- _What the exercise asks_
Read through the listing below, and copy every line where the string "text" appears.

+ + + + +

//! TOML-based configuration for the shell server.
//!
//! Every field has a default, so an empty file (or no file at all) yields a
//! working server on `127.0.0.1:31337`:
//!
//! ```toml
//! [server]
//! bind_address = "127.0.0.1"
//! port = 31337
//!
//! [shell]
//! debug = false
//! evaluator = "calc"        # or "echo"
//! max_line_bytes = 1048576
//! fetch_timeout_secs = 30
//!
//! [logging]
//! level = "info"
//! ```
//!
//! # Serde default values
//!
//! Fields annotated with `#[serde(default = "some_fn")]` use the return value
//! of `some_fn()` when the field is absent, so a file only needs to name the
//! values it changes.

use std::net::{IpAddr, SocketAddr};
use std::path::{Path, PathBuf};
use std::time::Duration;

use backdoros_core::{EvaluatorKind, DEFAULT_MAX_LINE_BYTES};
use serde::{Deserialize, Serialize};
use thiserror::Error;

use crate::application::session::ShellSettings;

/// Default TCP port of the shell.
pub const DEFAULT_PORT: u16 = 31337;

/// Error type for configuration loading and validation.
#[derive(Debug, Error)]
pub enum ConfigError {
    /// A file system I/O error occurred.
    #[error("I/O error reading config at {path}: {source}")]
    Io {
        path: PathBuf,
        #[source]
        source: std::io::Error,
    },

    /// The TOML content could not be parsed.
    #[error("failed to parse config TOML: {0}")]
    Parse(#[from] toml::de::Error),

    /// The config could not be serialized to TOML.
    #[error("failed to serialize config: {0}")]
    Serialize(#[from] toml::ser::Error),

    /// `server.bind_address` is not an IP address.
    #[error("invalid bind address '{0}'")]
    InvalidBindAddress(String),

    /// `shell.evaluator` names no known evaluator.
    #[error("invalid evaluator: {0}")]
    InvalidEvaluator(String),
}

// ── Config schema types ───────────────────────────────────────────────────────

/// Top-level configuration file.
#[derive(Debug, Clone, Default, Serialize, Deserialize, PartialEq)]
pub struct AppConfig {
    #[serde(default)]
    pub server: ServerConfig,
    #[serde(default)]
    pub shell: ShellConfig,
    #[serde(default)]
    pub logging: LoggingConfig,
}

/// Listener settings.
#[derive(Debug, Clone, Serialize, Deserialize, PartialEq)]
pub struct ServerConfig {
    /// IP address to bind.  `"0.0.0.0"` exposes the shell on every interface.
    #[serde(default = "default_bind_address")]
    pub bind_address: String,
    #[serde(default = "default_port")]
    pub port: u16,
}

/// Session behaviour.
#[derive(Debug, Clone, Serialize, Deserialize, PartialEq)]
pub struct ShellConfig {
    /// Initial value of the process-wide `DEBUG` flag.
    #[serde(default)]
    pub debug: bool,
    /// Evaluator used by `REPL`: `"calc"` or `"echo"`.
    #[serde(default = "default_evaluator")]
    pub evaluator: String,
    /// Longest accepted input line, in bytes.
    #[serde(default = "default_max_line_bytes")]
    pub max_line_bytes: usize,
    /// Connect and total timeout for `WRITE <url>` downloads.
    #[serde(default = "default_fetch_timeout_secs")]
    pub fetch_timeout_secs: u64,
}

#[derive(Debug, Clone, Serialize, Deserialize, PartialEq)]
pub struct LoggingConfig {
    /// `tracing` level used when `RUST_LOG` is unset.
    #[serde(default = "default_log_level")]
    pub level: String,
}

// ── Default value functions ───────────────────────────────────────────────────

fn default_bind_address() -> String {
    "127.0.0.1".to_string()
}

fn default_port() -> u16 {
    DEFAULT_PORT
}

fn default_evaluator() -> String {
    EvaluatorKind::default().to_string()
}

fn default_max_line_bytes() -> usize {
    DEFAULT_MAX_LINE_BYTES
}

fn default_fetch_timeout_secs() -> u64 {
    30
}

fn default_log_level() -> String {
    "info".to_string()
}

impl Default for ServerConfig {
    fn default() -> Self {
        Self {
            bind_address: default_bind_address(),
            port: default_port(),
        }
    }
}

impl Default for ShellConfig {
    fn default() -> Self {
        Self {
            debug: false,
            evaluator: default_evaluator(),
            max_line_bytes: default_max_line_bytes(),
            fetch_timeout_secs: default_fetch_timeout_secs(),
        }
    }
}

impl Default for LoggingConfig {
    fn default() -> Self {
        Self {
            level: default_log_level(),
        }
    }
}

// ── Derived values ────────────────────────────────────────────────────────────

impl AppConfig {
    /// The socket address the listener binds.
    ///
    /// # Errors
    ///
    /// Returns [`ConfigError::InvalidBindAddress`] if `bind_address` is not
    /// an IPv4 or IPv6 literal.
    pub fn bind_addr(&self) -> Result<SocketAddr, ConfigError> {
        let ip: IpAddr = self
            .server
            .bind_address
            .parse()
            .map_err(|_| ConfigError::InvalidBindAddress(self.server.bind_address.clone()))?;
        Ok(SocketAddr::new(ip, self.server.port))
    }

    /// Session settings for the application layer.
    ///
    /// # Errors
    ///
    /// Returns [`ConfigError::InvalidEvaluator`] for an unknown evaluator name.
    pub fn shell_settings(&self) -> Result<ShellSettings, ConfigError> {
        let evaluator = self
            .shell
            .evaluator
            .parse::<EvaluatorKind>()
            .map_err(ConfigError::InvalidEvaluator)?;
        Ok(ShellSettings {
            debug: self.shell.debug,
            evaluator,
            max_line_bytes: self.shell.max_line_bytes,
        })
    }

    pub fn fetch_timeout(&self) -> Duration {
        Duration::from_secs(self.shell.fetch_timeout_secs)
    }

    /// Renders the effective configuration as TOML.
    ///
    /// # Errors
    ///
    /// Returns [`ConfigError::Serialize`] if serialization fails.
    pub fn to_toml(&self) -> Result<String, ConfigError> {
        Ok(toml::to_string_pretty(self)?)
    }
}

// ── Loading ───────────────────────────────────────────────────────────────────

/// Parses configuration text.
///
/// # Errors
///
/// Returns [`ConfigError::Parse`] if the TOML is malformed.
pub fn parse_config(text: &str) -> Result<AppConfig, ConfigError> {
    Ok(toml::from_str(text)?)
}

/// Loads the configuration file at `path`, or the defaults when no path is
/// given or the file does not exist.
///
/// # Errors
///
/// Returns [`ConfigError::Io`] for file-system errors other than "not found",
/// and [`ConfigError::Parse`] if the TOML is malformed.
pub fn load_config(path: Option<&Path>) -> Result<AppConfig, ConfigError> {
    let Some(path) = path else {
        return Ok(AppConfig::default());
    };

    match std::fs::read_to_string(path) {
        Ok(content) => parse_config(&content),
        Err(e) if e.kind() == std::io::ErrorKind::NotFound => Ok(AppConfig::default()),
        Err(e) => Err(ConfigError::Io {
            path: path.to_path_buf(),
            source: e,
        }),
    }
}

// ── Tests ─────────────────────────────────────────────────────────────────────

+ + + + +

- _Answer space_
/// Parses configuration text.
pub fn parse_config(text: &str) -> Result<AppConfig, ConfigError> {
    Ok(toml::from_str(text)?)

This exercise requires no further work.